Objectives Environmental and occupational exposures are usually treated as mutual confounders in the study of the association between toxic substances and health outcomes. Yet, research conducted on asbestos evidenced that occupational exposures may be considered as sentinel events with regard to environmental exposures. The project aims at studying asbestos-related “industrial cancer” risks through the mapping of neighbourhood and occupational risks of asbestos exposure in a historical and social perspective.
Methods Seine-Saint-Denis, a Paris suburb, was chosen as the pilot department for its industrial, immigration and socio-economical history, and the availability of miscellaneous information. Different sources of data covering the last century have been collected (industrial, social, meteorological and sanitary) and integrated within a Geographic Information System. We mapped asbestos sites and identified “hotspots” of environmental contamination through atmospheric dispersion modeling.
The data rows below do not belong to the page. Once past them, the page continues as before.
//! Driver registry: resolves the best installed driver for a connection's
//! vendor class, exposed to scripts as `driverLocator.*`.

use serde::{Deserialize, Serialize};

use wireline_types::{AttrMap, DriverDescriptor, DriverVersion, Result, WirelineError};

/// The driver keyword used as the parameter key for the resolved driver,
/// exposed to scripts as `driverLocator.keywordDriver`.
pub const KEYWORD_DRIVER: &str = "DRIVER";

/// Attribute carrying the connection's vendor class. Every builder
/// invocation is for exactly one class.
pub const CLASS_ATTR: &str = "class";

/// One installed driver known to the registry.
#[derive(Debug, Clone, PartialEq, Eq, Serialize, Deserialize)]
pub struct DriverEntry {
    /// Vendor class this driver serves (matches the `class` attribute).
    pub vendor: String,
    /// Driver name as it appears in the connection string.
    pub name: String,
    pub version: DriverVersion,
}

/// Registry of installed drivers.
///
/// Resolution is deterministic: among the entries for a vendor class the
/// highest version wins, ties broken by registration order (latest wins).
#[derive(Debug, Clone, Default)]
pub struct DriverRegistry {
    entries: Vec<DriverEntry>,
}

impl DriverRegistry {
    pub fn new() -> Self {
        Self::default()
    }

    pub fn register(&mut self, entry: DriverEntry) {
        self.entries.push(entry);
    }

    pub fn has(&self, vendor: &str) -> bool {
        self.entries.iter().any(|e| e.vendor == vendor)
    }

    fn vendor_of(attr: &AttrMap) -> &str {
        attr.get(CLASS_ATTR).unwrap_or("")
    }

    /// Resolve the best installed driver for the map's vendor class.
    pub fn locate(&self, attr: &AttrMap) -> Result<DriverDescriptor> {
        let vendor = Self::vendor_of(attr);
        let best = self
            .entries
            .iter()
            .filter(|e| e.vendor == vendor)
            .max_by_key(|e| e.version);
        match best {
            Some(entry) => Ok(DriverDescriptor {
                name: entry.name.clone(),
                version: Some(entry.version),
            }),
            None => Err(WirelineError::DriverNotFound {
                vendor: vendor.to_string(),
            }),
        }
    }

    /// Resolved driver version as a `major.minor` string.
    pub fn locate_version(&self, attr: &AttrMap) -> Result<String> {
        let descriptor = self.locate(attr)?;
        // Registered entries always carry a version.
        let version = descriptor.version.unwrap_or(DriverVersion::new(0, 0));
        Ok(version.to_string())
    }

    /// The single version-gating predicate exposed to scripts: numeric
    /// comparison on (major, minor), never on strings.
    pub fn version_at_least(&self, attr: &AttrMap, major: u32, minor: u32) -> Result<bool> {
        let descriptor = self.locate(attr)?;
        Ok(descriptor
            .version
            .map(|v| v.is_at_least(major, minor))
            .unwrap_or(false))
    }

    /// A registry with the sample drivers used across the engine's own
    /// tests and golden fixtures.
    pub fn sample() -> Self {
        let mut registry = Self::new();
        registry.register(DriverEntry {
            vendor: "postgres".into(),
            name: "PostgreSQL Unicode".into(),
            version: DriverVersion::new(13, 2),
        });
        registry.register(DriverEntry {
            vendor: "mysql".into(),
            name: "MySQL ODBC 8.0 Driver".into(),
            version: DriverVersion::new(8, 0),
        });
        registry.register(DriverEntry {
            vendor: "mysql_legacy".into(),
            name: "MySQL ODBC 5.3 Driver".into(),
            version: DriverVersion::new(5, 3),
        });
        registry
    }
}

/// Convenience for tests and fixtures: a map with a vendor class plus extra
/// attributes.
pub fn attrs_for_vendor(vendor: &str, extra: &[(&str, &str)]) -> AttrMap {
    let mut map: AttrMap = [(CLASS_ATTR, vendor)].into_iter().collect();
    for (k, v) in extra {
        map.set(*k, *v);
    }
    map
}

#[cfg(test)]
mod tests {
    use super::*;

    #[test]
    fn locate_picks_highest_version_for_vendor() {
        let mut registry = DriverRegistry::new();
        registry.register(DriverEntry {
            vendor: "mysql".into(),
            name: "MySQL ODBC 5.3 Driver".into(),
            version: DriverVersion::new(5, 3),
        });
        registry.register(DriverEntry {
            vendor: "mysql".into(),
            name: "MySQL ODBC 8.0 Driver".into(),
            version: DriverVersion::new(8, 0),
        });
        let attr = attrs_for_vendor("mysql", &[]);
        let descriptor = registry.locate(&attr).unwrap();
        assert_eq!(descriptor.name, "MySQL ODBC 8.0 Driver");
    }

    #[test]
    fn locate_unknown_vendor_is_driver_not_found() {
        let registry = DriverRegistry::sample();
        let attr = attrs_for_vendor("sybase", &[]);
        let err = registry.locate(&attr).unwrap_err();
        match err {
            WirelineError::DriverNotFound { vendor } => assert_eq!(vendor, "sybase"),
            other => panic!("expected DriverNotFound, got {other:?}"),
        }
    }

    #[test]
    fn locate_version_renders_major_minor() {
        let registry = DriverRegistry::sample();
        let attr = attrs_for_vendor("mysql", &[]);
        assert_eq!(registry.locate_version(&attr).unwrap(), "8.0");
    }

    #[test]
    fn version_gate_is_numeric() {
        let mut registry = DriverRegistry::new();
        registry.register(DriverEntry {
            vendor: "mysql".into(),
            name: "MySQL ODBC 10.0 Driver".into(),
            version: DriverVersion::new(10, 0),
        });
        let attr = attrs_for_vendor("mysql", &[]);
        // "10.0" >= "8.0" is false lexicographically; must be true here.
        assert!(registry.version_at_least(&attr, 8, 0).unwrap());
        assert!(!registry.version_at_least(&attr, 10, 1).unwrap());
    }

    #[test]
    fn version_gate_below_threshold() {
        let registry = DriverRegistry::sample();
        let attr = attrs_for_vendor("mysql_legacy", &[]);
        assert!(!registry.version_at_least(&attr, 8, 0).unwrap());
    }
}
Results To date, we took inventory of 111 former places which may have produced asbestos pollution of the working and/or general environments, collected quantitative and qualitative data to characterise this pollution potential, documented the presence of multiple carcinogens on 78 sites, and integrated indicators of social deprivation at the municipality level. We also crossed census data with the FIBREX database and identified municipalities which present current occupational exposure potential.
Conclusions We still have to describe the spatial distribution of cancer risk both for high (mesothelioma) and low (larynx, pharyngeal, stomach, colorectal cancers) etiological fractions sites. We will then explore spatial correlations between these different dimensions in order to produce knowledge on spatial and social clustering of occupational and environmental disadvantages.